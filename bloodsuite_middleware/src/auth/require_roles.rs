use axum::{
    extract::{Request, State},
    http::StatusCode,
    middleware::Next,
    response::{IntoResponse, Response},
    Json,
};
use models_bloodsuite::{response::ErrorResponse, user::UserContext, Role};

/// Rejects authenticated users whose role is not in the allowed set.
/// Must be layered inside (after) [super::decode_jwt::handler].
pub async fn handler(
    State(allowed): State<&'static [Role]>,
    req: Request,
    next: Next,
) -> Result<Response, Response> {
    let Some(user) = req.extensions().get::<UserContext>() else {
        return Err((
            StatusCode::UNAUTHORIZED,
            Json(ErrorResponse::new("Access token required")),
        )
            .into_response());
    };

    if !allowed.contains(&user.role) {
        tracing::warn!(user_id=%user.user_id, role=%user.role, "role not permitted for this route");
        return Err((
            StatusCode::FORBIDDEN,
            Json(ErrorResponse::new("Insufficient permissions")),
        )
            .into_response());
    }

    Ok(next.run(req).await)
}
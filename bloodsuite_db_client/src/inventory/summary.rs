use models_bloodsuite::inventory::{BloodTypeInventorySummary, InventorySummary, InventoryTotals};
use sqlx::PgPool;

/// Store-wide shelf summary: per-blood-type counts plus overall totals.
/// Each count re-queries the store; consistency across them is best-effort.
#[tracing::instrument(skip(db))]
pub async fn inventory_summary(db: &PgPool) -> anyhow::Result<InventorySummary> {
    let by_blood_type = sqlx::query_as::<_, BloodTypeInventorySummary>(
        r#"
        SELECT blood_type,
               COUNT(*) FILTER (WHERE status = 'available') AS available,
               COUNT(*) FILTER (WHERE status = 'reserved') AS reserved,
               COUNT(*) FILTER (WHERE status = 'available'
                   AND expiry_date <= CURRENT_DATE + 7) AS expiring_soon
        FROM blood_inventory
        GROUP BY blood_type
        ORDER BY blood_type
        "#,
    )
    .fetch_all(db)
    .await?;

    let totals = sqlx::query_as::<_, InventoryTotals>(
        r#"
        SELECT COUNT(*) AS total_units,
               COUNT(*) FILTER (WHERE status = 'available') AS available_units,
               COUNT(*) FILTER (WHERE status = 'available'
                   AND expiry_date <= CURRENT_DATE + 3) AS critical_expiry
        FROM blood_inventory
        "#,
    )
    .fetch_one(db)
    .await?;

    Ok(InventorySummary {
        by_blood_type,
        totals,
    })
}
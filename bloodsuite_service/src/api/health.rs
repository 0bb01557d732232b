use axum::{http::StatusCode, response::Json, routing::get, Router};
use serde::{Deserialize, Serialize};
use utoipa::ToSchema;

#[derive(Debug, Serialize, Deserialize, ToSchema)]
pub struct HealthResponse {
    pub status: String,
    pub service: String,
    pub timestamp: chrono::DateTime<chrono::Utc>,
}

#[utoipa::path(
    get,
    path = "/health",
    responses(
        (status = 200, description = "Service is healthy", body = HealthResponse)
    ),
    tag = "health"
)]
pub async fn health() -> (StatusCode, Json<HealthResponse>) {
    (
        StatusCode::OK,
        Json(HealthResponse {
            status: "healthy".to_string(),
            service: "bloodsuite".to_string(),
            timestamp: chrono::Utc::now(),
        }),
    )
}

pub fn router() -> Router {
    Router::new().route("/", get(health))
}
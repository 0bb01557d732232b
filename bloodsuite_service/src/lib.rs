/*!
Blood Suite Service

The REST API coordinating blood donors, hospitals, blood inventory, and
transfusion requests.
*/

#![warn(
    unreachable_pub,
    redundant_lifetimes,
    unsafe_code,
    non_local_definitions,
    clippy::needless_pass_by_value,
    clippy::needless_pass_by_ref_mut
)]

pub mod api;
pub mod config;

## Work item
Report, with a number and no other words, how many lines of the listing contain "warn".

## Result of the exercise
2